Hunting

Washington’s big game seasons are on | Local

Washington Fish and Wildlife commissioners approved big game hunting seasons with little debate on Friday, but rejected proposed rules that would have incrementally modernized some primitive gun hunts.

They chose to postpone the vote until today on a controversial proposal that would clarify when wolves can be killed for attacking livestock. The delay will allow more people to comment on the proposed rule.

The commissioners also enacted a ban on importing deer, elk, moose and caribou carcasses from out of state. Washington hunters can bring antlers and boneless meat from animals killed in other states. The rule is designed to keep chronic wasting disease out of Washington. The disease was discovered in Idaho in the fall.

At a meeting last month, a split commission rejected the ministry’s proposed spring black bear hunt. Hunters were concerned that some of the statements made by some of the commissioners who voted against the spring bear hunt signaled their reluctance to support other harvesting opportunities. In particular, commissioners Timothy Ragen and Melanie Rowland said they were uncomfortable with the ministry’s lack of accurate data on black bear population dynamics.

On Friday, Ragen again expressed a desire to better understand how the agency’s biologists track animal populations and determine sustainable harvest levels. Rowland expressed a lack of knowledge about the difference between general hunts, where people can participate simply by buying licenses and tags, and permit-only hunts, where they have to earn a drawing to participate – and a desire for better understand harvest levels.

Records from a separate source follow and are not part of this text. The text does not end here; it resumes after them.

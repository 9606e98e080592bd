//! Content schema rules for a complete resume and for job descriptions.
//!
//! Every violation is collected rather than stopping at the first, so the
//! editor can show field-level feedback in one pass.

use serde::{Deserialize, Serialize};
use thiserror::Error;

use crate::content::{EducationEntry, ExperienceEntry, ResumeContent};
use crate::tailoring::JobDescription;

#[derive(Debug, Clone, PartialEq, Eq, Serialize, Deserialize)]
pub struct FieldError {
    /// Dotted path into the content, e.g. `experience[0].bullets[1]`.
    pub field: String,
    pub message: String,
}

impl FieldError {
    fn new(field: impl Into<String>, message: impl Into<String>) -> Self {
        Self {
            field: field.into(),
            message: message.into(),
        }
    }
}

#[derive(Debug, Clone, PartialEq, Eq, Error)]
#[error("{} field(s) failed validation", .0.len())]
pub struct ValidationErrors(pub Vec<FieldError>);

impl ValidationErrors {
    pub fn fields(&self) -> &[FieldError] {
        &self.0
    }
}

pub const SUMMARY_MIN_CHARS: usize = 50;
pub const SUMMARY_MAX_CHARS: usize = 500;
pub const MIN_SKILLS: usize = 3;
pub const MIN_BULLET_CHARS: usize = 10;
pub const JOB_DESCRIPTION_MIN_CHARS: usize = 100;
pub const JOB_DESCRIPTION_MAX_CHARS: usize = 10_000;

fn char_len(s: &str) -> usize {
    s.trim().chars().count()
}

fn require_min(errors: &mut Vec<FieldError>, field: String, value: &str, min: usize, label: &str) {
    if char_len(value) < min {
        errors.push(FieldError::new(
            field,
            format!("{label} must be at least {min} characters"),
        ));
    }
}

/// Loose address check: one `@`, a non-empty local part, a dotted domain.
pub fn is_plausible_email(email: &str) -> bool {
    let email = email.trim();
    let mut parts = email.split('@');
    let (Some(local), Some(domain), None) = (parts.next(), parts.next(), parts.next()) else {
        return false;
    };
    !local.is_empty()
        && !email.contains(char::is_whitespace)
        && domain.contains('.')
        && !domain.starts_with('.')
        && !domain.ends_with('.')
}

/// Validates a resume for completeness. Returns every violation found.
pub fn validate_content(content: &ResumeContent) -> Result<(), ValidationErrors> {
    let mut errors = Vec::new();

    let contact = &content.contact_info;
    require_min(&mut errors, "contactInfo.name".into(), &contact.name, 2, "Name");
    if !is_plausible_email(&contact.email) {
        errors.push(FieldError::new("contactInfo.email", "Invalid email address"));
    }
    require_min(&mut errors, "contactInfo.phone".into(), &contact.phone, 10, "Phone");
    require_min(
        &mut errors,
        "contactInfo.location".into(),
        &contact.location,
        2,
        "Location",
    );

    let summary_len = char_len(&content.summary);
    if summary_len < SUMMARY_MIN_CHARS {
        errors.push(FieldError::new(
            "summary",
            format!("Summary must be at least {SUMMARY_MIN_CHARS} characters"),
        ));
    } else if summary_len > SUMMARY_MAX_CHARS {
        errors.push(FieldError::new(
            "summary",
            format!("Summary must be at most {SUMMARY_MAX_CHARS} characters"),
        ));
    }

    if content.experience.is_empty() {
        errors.push(FieldError::new(
            "experience",
            "At least one experience entry required",
        ));
    }
    for (i, entry) in content.experience.iter().enumerate() {
        validate_experience(&mut errors, i, entry);
    }

    if content.education.is_empty() {
        errors.push(FieldError::new(
            "education",
            "At least one education entry required",
        ));
    }
    for (i, entry) in content.education.iter().enumerate() {
        validate_education(&mut errors, i, entry);
    }

    if content.skills.len() < MIN_SKILLS {
        errors.push(FieldError::new(
            "skills",
            format!("At least {MIN_SKILLS} skills required"),
        ));
    }

    if errors.is_empty() {
        Ok(())
    } else {
        Err(ValidationErrors(errors))
    }
}

fn validate_experience(errors: &mut Vec<FieldError>, i: usize, entry: &ExperienceEntry) {
    let at = |f: &str| format!("experience[{i}].{f}");
    require_min(errors, at("title"), &entry.title, 2, "Job title");
    require_min(errors, at("company"), &entry.company, 2, "Company name");
    require_min(errors, at("dates"), &entry.dates, 3, "Dates");
    require_min(errors, at("location"), &entry.location, 2, "Location");
    if entry.bullets.is_empty() {
        errors.push(FieldError::new(
            at("bullets"),
            "At least one bullet point required",
        ));
    }
    for (j, bullet) in entry.bullets.iter().enumerate() {
        require_min(
            errors,
            format!("experience[{i}].bullets[{j}]"),
            bullet,
            MIN_BULLET_CHARS,
            "Bullet",
        );
    }
}

fn validate_education(errors: &mut Vec<FieldError>, i: usize, entry: &EducationEntry) {
    let at = |f: &str| format!("education[{i}].{f}");
    require_min(errors, at("school"), &entry.school, 2, "School name");
    require_min(errors, at("degree"), &entry.degree, 2, "Degree");
    require_min(errors, at("dates"), &entry.dates, 4, "Dates");
}

/// Validates a pasted job description before it is sent for tailoring.
pub fn validate_job_description(jd: &JobDescription) -> Result<(), ValidationErrors> {
    let mut errors = Vec::new();

    let len = char_len(&jd.description);
    if len < JOB_DESCRIPTION_MIN_CHARS {
        errors.push(FieldError::new(
            "description",
            format!("Job description must be at least {JOB_DESCRIPTION_MIN_CHARS} characters"),
        ));
    } else if len > JOB_DESCRIPTION_MAX_CHARS {
        errors.push(FieldError::new("description", "Job description too long"));
    }

    if let Some(site) = jd.employer_website.as_deref() {
        let site = site.trim();
        if !site.is_empty() && !(site.starts_with("http://") || site.starts_with("https://")) {
            errors.push(FieldError::new("employerWebsite", "Invalid URL"));
        }
    }

    if errors.is_empty() {
        Ok(())
    } else {
        Err(ValidationErrors(errors))
    }
}
//! Shared resume data model: content, documents, validation rules and the
//! wire types exchanged between the API and the editor.

pub mod api_error;
pub mod content;
pub mod document;
pub mod tailoring;
pub mod validation;

pub use content::{ContactInfo, ContentPatch, EducationEntry, ExperienceEntry, ResumeContent};
pub use document::{OwnerId, ResumeDocument, ResumeId, ResumeStats, DEFAULT_TEMPLATE};
pub use validation::{validate_content, FieldError, ValidationErrors};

But both said they would work with agency officials to answer their questions. The commission unanimously approved general and special seasons for deer, elk, bighorn sheep, mountain goat, moose and migratory wildlife.

The commission split on recommendations that would have allowed muzzleloaders to attach 1-power or red dot scopes to their weapons or attach video cameras to their weapons. They also split on a recommendation that would allow archery hunters to use rangefinder bow sights and bow-mounted video cameras.

Some argued that this would add too much modern technology to the hunts that were designed to be primitive. Others felt that gear could lead to better shot placement and more efficient kills.

The commission ultimately rejected muzzle-loading goggles, rangefinder arc sites, and video cameras.

The meeting resumes at 8 a.m. this morning. An agenda and login information is available at bit.ly/36UmHCt.